**The input**
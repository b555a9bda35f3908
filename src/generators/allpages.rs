//! `list=allpages`: enumerate pages of one namespace in title order.

use crate::generators::{QueryModule, RedirectsFilter};
use crate::page::WikiPageStub;
use crate::req::ParamSink;
use crate::types::{Limit, SortDirection};

#[derive(Debug, Default)]
pub struct AllPages {
    pub namespace: Option<i32>,
    /// Title to start enumerating from (inclusive).
    pub start_title: Option<String>,
    /// Restrict to titles beginning with this prefix.
    pub prefix: Option<String>,
    pub redirects_filter: RedirectsFilter,
    pub min_size: Option<u64>,
    pub max_size: Option<u64>,
    /// Restrict to titles protected from this action (`edit`, `move`, ...).
    pub protection_type: Option<String>,
    pub direction: SortDirection,
    pub limit: Limit,
}

impl AllPages {
    pub fn new() -> Self {
        Self::default()
    }
}

impl QueryModule for AllPages {
    type Item = WikiPageStub;

    fn name(&self) -> &'static str {
        "allpages"
    }

    fn prefix(&self) -> &'static str {
        "ap"
    }

    fn write_params(&self, sink: &mut dyn ParamSink) {
        if let Some(from) = &self.start_title {
            sink.add("from".into(), from.clone().into());
        }
        if let Some(prefix) = &self.prefix {
            sink.add("prefix".into(), prefix.clone().into());
        }
        if let Some(ns) = self.namespace {
            sink.add("namespace".into(), ns.into());
        }
        if self.redirects_filter != RedirectsFilter::All {
            sink.add("filterredir".into(), self.redirects_filter.as_str().into());
        }
        if let Some(min) = self.min_size {
            sink.add("minsize".into(), min.into());
        }
        if let Some(max) = self.max_size {
            sink.add("maxsize".into(), max.into());
        }
        if let Some(prtype) = &self.protection_type {
            sink.add("prtype".into(), prtype.clone().into());
        }
        if self.direction != SortDirection::Ascending {
            sink.add("dir".into(), self.direction.as_str().into());
        }
        if let Some(limit) = self.limit.to_wire() {
            sink.add("limit".into(), limit.into());
        }
    }
}

/// `list=allpages` restricted to a title prefix: the classic prefix index.
#[derive(Debug, Default)]
pub struct PrefixIndex {
    pub prefix: String,
    pub namespace: Option<i32>,
    pub include_redirects: bool,
    pub limit: Limit,
}

impl PrefixIndex {
    pub fn new(prefix: impl Into<String>) -> Self {
        Self {
            prefix: prefix.into(),
            namespace: None,
            include_redirects: true,
            limit: Limit::Max,
        }
    }
}

impl QueryModule for PrefixIndex {
    type Item = WikiPageStub;

    fn name(&self) -> &'static str {
        "allpages"
    }

    fn prefix(&self) -> &'static str {
        "ap"
    }

    fn write_params(&self, sink: &mut dyn ParamSink) {
        sink.add("prefix".into(), self.prefix.clone().into());
        if let Some(ns) = self.namespace {
            sink.add("namespace".into(), ns.into());
        }
        if !self.include_redirects {
            sink.add(
                "filterredir".into(),
                RedirectsFilter::NonRedirects.as_str().into(),
            );
        }
        if let Some(limit) = self.limit.to_wire() {
            sink.add("limit".into(), limit.into());
        }
    }
}
async fn probe_endpoint(client: &WikiClient, candidate: &Url, cancel: &CancellationToken) -> bool {
    let mut params = Params::new();
    params.insert("action", "query");
    params.insert("meta", "siteinfo");
    params.insert("siprop", "general");
    params.insert("format", "json");
    let message = RequestMessage::get(params);
    match client
        .invoke(candidate, &message, &crate::res::LenientJsonParser, cancel)
        .await
    {
        Ok(value) => value
            .get("query")
            .and_then(|q| q.get("general"))
            .is_some(),
        Err(_) => false,
    }
}

fn find_edit_uri(html: &str) -> Option<String> {
    let at = html.find("rel=\"EditURI\"").or_else(|| html.find("rel='EditURI'"))?;
    // scan the surrounding <link ...> tag for its href attribute
    let tag_start = html[..at].rfind('<')?;
    let tag_end = at + html[at..].find('>')?;
    let tag = &html[tag_start..tag_end];
    let href_at = tag.find("href=")? + "href=".len();
    let rest = &tag[href_at..];
    let quote = rest.chars().next()?;
    if quote != '"' && quote != '\'' {
        return None;
    }
    let rest = &rest[1..];
    let end = rest.find(quote)?;
    Some(rest[..end].to_owned())
}

/// Body-as-text parser used by endpoint discovery.
struct HtmlParser;

impl ResponseParser for HtmlParser {
    type Output = String;

    fn parse_response(
        &self,
        ctx: &mut ParseContext,
        status: StatusCode,
        body: &[u8],
    ) -> Result<String> {
        if !status.is_success() {
            if status.is_server_error() {
                ctx.needs_retry = true;
            }
            return Err(Error::HttpStatus(status));
        }
        Ok(String::from_utf8_lossy(body).into_owned())
    }
}
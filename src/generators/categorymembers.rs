//! `list=categorymembers`: enumerate the members of one category.

use bitflags::bitflags;
use serde::Deserialize;

use crate::generators::QueryModule;
use crate::req::ParamSink;
use crate::types::{Direction, Limit, MwTimestamp};

bitflags! {
    /// Which member kinds to enumerate.
    pub struct CategoryMemberTypes: u8 {
        const PAGE   = 1 << 0;
        const SUBCAT = 1 << 1;
        const FILE   = 1 << 2;
    }
}

impl Default for CategoryMemberTypes {
    fn default() -> Self {
        Self::all()
    }
}

impl CategoryMemberTypes {
    fn to_wire(self) -> Vec<String> {
        let mut out = Vec::new();
        if self.contains(Self::PAGE) {
            out.push("page".to_owned());
        }
        if self.contains(Self::SUBCAT) {
            out.push("subcat".to_owned());
        }
        if self.contains(Self::FILE) {
            out.push("file".to_owned());
        }
        out
    }
}

/// Sort order of the member listing.
#[derive(Clone, Copy, PartialEq, Eq, Debug, Default)]
pub enum CategoryMembersSort {
    #[default]
    SortKey,
    Timestamp,
}

#[derive(Debug)]
pub struct CategoryMembers {
    /// Full category title, `Category:` prefix included.
    pub category: String,
    pub member_types: CategoryMemberTypes,
    pub sort: CategoryMembersSort,
    pub direction: Direction,
    pub limit: Limit,
}

impl CategoryMembers {
    pub fn new(category: impl Into<String>) -> Self {
        Self {
            category: category.into(),
            member_types: CategoryMemberTypes::default(),
            sort: CategoryMembersSort::SortKey,
            direction: Direction::Newer,
            limit: Limit::Max,
        }
    }
}

impl QueryModule for CategoryMembers {
    type Item = CategoryMember;

    fn name(&self) -> &'static str {
        "categorymembers"
    }

    fn prefix(&self) -> &'static str {
        "cm"
    }

    fn write_params(&self, sink: &mut dyn ParamSink) {
        sink.add("title".into(), self.category.clone().into());
        sink.add(
            "prop".into(),
            vec![
                "ids".to_owned(),
                "title".to_owned(),
                "sortkeyprefix".to_owned(),
                "type".to_owned(),
                "timestamp".to_owned(),
            ]
            .into(),
        );
        if self.member_types != CategoryMemberTypes::all() {
            sink.add("type".into(), self.member_types.to_wire().into());
        }
        if self.sort == CategoryMembersSort::Timestamp {
            sink.add("sort".into(), "timestamp".into());
            sink.add("dir".into(), self.direction.as_str().into());
        }
        if let Some(limit) = self.limit.to_wire() {
            sink.add("limit".into(), limit.into());
        }
    }
}

#[derive(Deserialize, Debug, Clone)]
pub struct CategoryMember {
    pub pageid: Option<u64>,
    pub ns: Option<i32>,
    pub title: Option<String>,
    pub sortkeyprefix: Option<String>,
    #[serde(rename = "type")]
    pub member_type: Option<String>,
    pub timestamp: Option<MwTimestamp>,
}
//! Parameter builder for `action=upload`.

use bytes::Bytes;

use crate::req::{Params, Payload};
use crate::types::AutoWatchBehavior;

/// One `action=upload` request, in any of its forms: a direct file body,
/// a single stashed chunk, a server-side URL fetch, or the commit of a
/// previously stashed file key.
pub struct UploadRequest {
    pub filename: String,
    pub comment: Option<String>,
    /// Initial page text for a new file description page.
    pub text: Option<String>,
    pub watch: AutoWatchBehavior,
    pub ignore_warnings: bool,
    pub token: String,
    pub body: UploadBody,
}

pub enum UploadBody {
    File {
        payload: Payload,
    },
    Chunk {
        chunk: Bytes,
        offset: u64,
        total_size: u64,
        file_key: Option<String>,
        /// `filekey` on 1.18+, `sessionkey` before.
        legacy_session_key: bool,
    },
    Url {
        url: String,
    },
    FileKey {
        key: String,
        legacy_session_key: bool,
    },
}

impl UploadRequest {
    pub fn build(self) -> Params {
        let mut params = Params::new();
        params.insert("action", "upload");
        params.insert("filename", self.filename.clone());
        params.insert_opt("comment", self.comment);
        params.insert_opt("text", self.text);
        params.insert("watchlist", self.watch);
        if self.ignore_warnings {
            params.insert("ignorewarnings", true);
        }
        match self.body {
            UploadBody::File { payload } => {
                params.insert("file", payload.with_filename(self.filename));
            }
            UploadBody::Chunk {
                chunk,
                offset,
                total_size,
                file_key,
                legacy_session_key,
            } => {
                let key_name = if legacy_session_key { "sessionkey" } else { "filekey" };
                params.insert_opt(key_name, file_key);
                params.insert("offset", offset);
                params.insert("filesize", total_size);
                params.insert("stash", true);
                params.insert("chunk", Payload::bytes(chunk).with_filename(self.filename));
            }
            UploadBody::Url { url } => {
                params.insert("url", url);
            }
            UploadBody::FileKey {
                key,
                legacy_session_key,
            } => {
                let key_name = if legacy_session_key { "sessionkey" } else { "filekey" };
                params.insert(key_name, key);
            }
        }
        params.insert("token", self.token);
        params
    }
}
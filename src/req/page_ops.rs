//! Parameter builders for the page-level mutating actions.

use bitflags::bitflags;

use crate::req::Params;
use crate::types::AutoWatchBehavior;

bitflags! {
    /// Options for `action=move`.
    pub struct MoveOptions: u8 {
        /// Do not move the associated talk page.
        const LEAVE_TALK      = 1 << 0;
        const MOVE_SUBPAGES   = 1 << 1;
        /// Suppress creation of a redirect at the old title.
        const NO_REDIRECT     = 1 << 2;
        const IGNORE_WARNINGS = 1 << 3;
    }
}

bitflags! {
    /// Options for `action=purge`.
    pub struct PurgeOptions: u8 {
        const FORCE_LINK_UPDATE           = 1 << 0;
        const FORCE_RECURSIVE_LINK_UPDATE = 1 << 1;
    }
}

pub struct MoveRequest {
    pub from: PageTarget,
    pub to: String,
    pub reason: Option<String>,
    pub options: MoveOptions,
    pub watch: AutoWatchBehavior,
    pub token: String,
}

/// Identifies the page a mutating action operates on.
pub enum PageTarget {
    Title(String),
    Id(u64),
}

impl PageTarget {
    fn write(self, params: &mut Params, title_key: &'static str, id_key: &'static str) {
        match self {
            PageTarget::Title(t) => params.insert(title_key, t),
            PageTarget::Id(id) => params.insert(id_key, id),
        }
    }
}

impl MoveRequest {
    pub fn build(self) -> Params {
        let mut params = Params::new();
        params.insert("action", "move");
        self.from.write(&mut params, "from", "fromid");
        params.insert("to", self.to);
        params.insert_opt("reason", self.reason);
        // "movetalk" is on unless the caller opts out
        if !self.options.contains(MoveOptions::LEAVE_TALK) {
            params.insert("movetalk", true);
        }
        if self.options.contains(MoveOptions::MOVE_SUBPAGES) {
            params.insert("movesubpages", true);
        }
        if self.options.contains(MoveOptions::NO_REDIRECT) {
            params.insert("noredirect", true);
        }
        if self.options.contains(MoveOptions::IGNORE_WARNINGS) {
            params.insert("ignorewarnings", true);
        }
        params.insert("watchlist", self.watch);
        params.insert("token", self.token);
        params
    }
}

pub struct DeleteRequest {
    pub target: PageTarget,
    pub reason: Option<String>,
    pub watch: AutoWatchBehavior,
    pub token: String,
}

impl DeleteRequest {
    pub fn build(self) -> Params {
        let mut params = Params::new();
        params.insert("action", "delete");
        self.target.write(&mut params, "title", "pageid");
        params.insert_opt("reason", self.reason);
        params.insert("watchlist", self.watch);
        params.insert("token", self.token);
        params
    }
}

pub struct PurgeRequest {
    pub titles: Vec<String>,
    pub options: PurgeOptions,
}

impl PurgeRequest {
    pub fn build(self) -> Params {
        let mut params = Params::new();
        params.insert("action", "purge");
        params.insert("titles", self.titles);
        if self.options.contains(PurgeOptions::FORCE_LINK_UPDATE) {
            params.insert("forcelinkupdate", true);
        }
        if self.options.contains(PurgeOptions::FORCE_RECURSIVE_LINK_UPDATE) {
            params.insert("forcerecursivelinkupdate", true);
        }
        params
    }
}
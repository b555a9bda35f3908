use serde_json::Value;

/// Merges `b` into `a`, extending arrays and recursing into objects. Used
/// to fold the pages of a continued query into one response-shaped value.
pub fn merge_values(a: &mut Value, b: Value) {
    match (a, b) {
        (Value::Object(a), Value::Object(b)) => {
            for (k, v) in b {
                merge_values(a.entry(k).or_insert(Value::Null), v);
            }
        }
        (Value::Array(a), Value::Array(b)) => a.extend(b),
        (a, b) => *a = b,
    }
}

#[cfg(test)]
mod tests {
    use serde_json::json;

    use super::merge_values;

    #[test]
    fn objects_recurse_and_arrays_extend() {
        let mut a = json!({
            "query": {"pages": [{"pageid": 1}], "normalized": [{"from": "a", "to": "A"}]}
        });
        merge_values(
            &mut a,
            json!({"query": {"pages": [{"pageid": 2}]}, "batchcomplete": true}),
        );
        assert_eq!(
            a,
            json!({
                "query": {
                    "pages": [{"pageid": 1}, {"pageid": 2}],
                    "normalized": [{"from": "a", "to": "A"}]
                },
                "batchcomplete": true
            })
        );
    }

    #[test]
    fn scalars_take_the_newer_value() {
        let mut a = json!({"continue": {"rvcontinue": "x"}});
        merge_values(&mut a, json!({"continue": {"rvcontinue": "y"}}));
        assert_eq!(a, json!({"continue": {"rvcontinue": "y"}}));
    }
}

**Your instructions**
Where a line in the records above contains the string "DeleteRequest", return that line.

**Answer to this task**
pub struct DeleteRequest {
impl DeleteRequest {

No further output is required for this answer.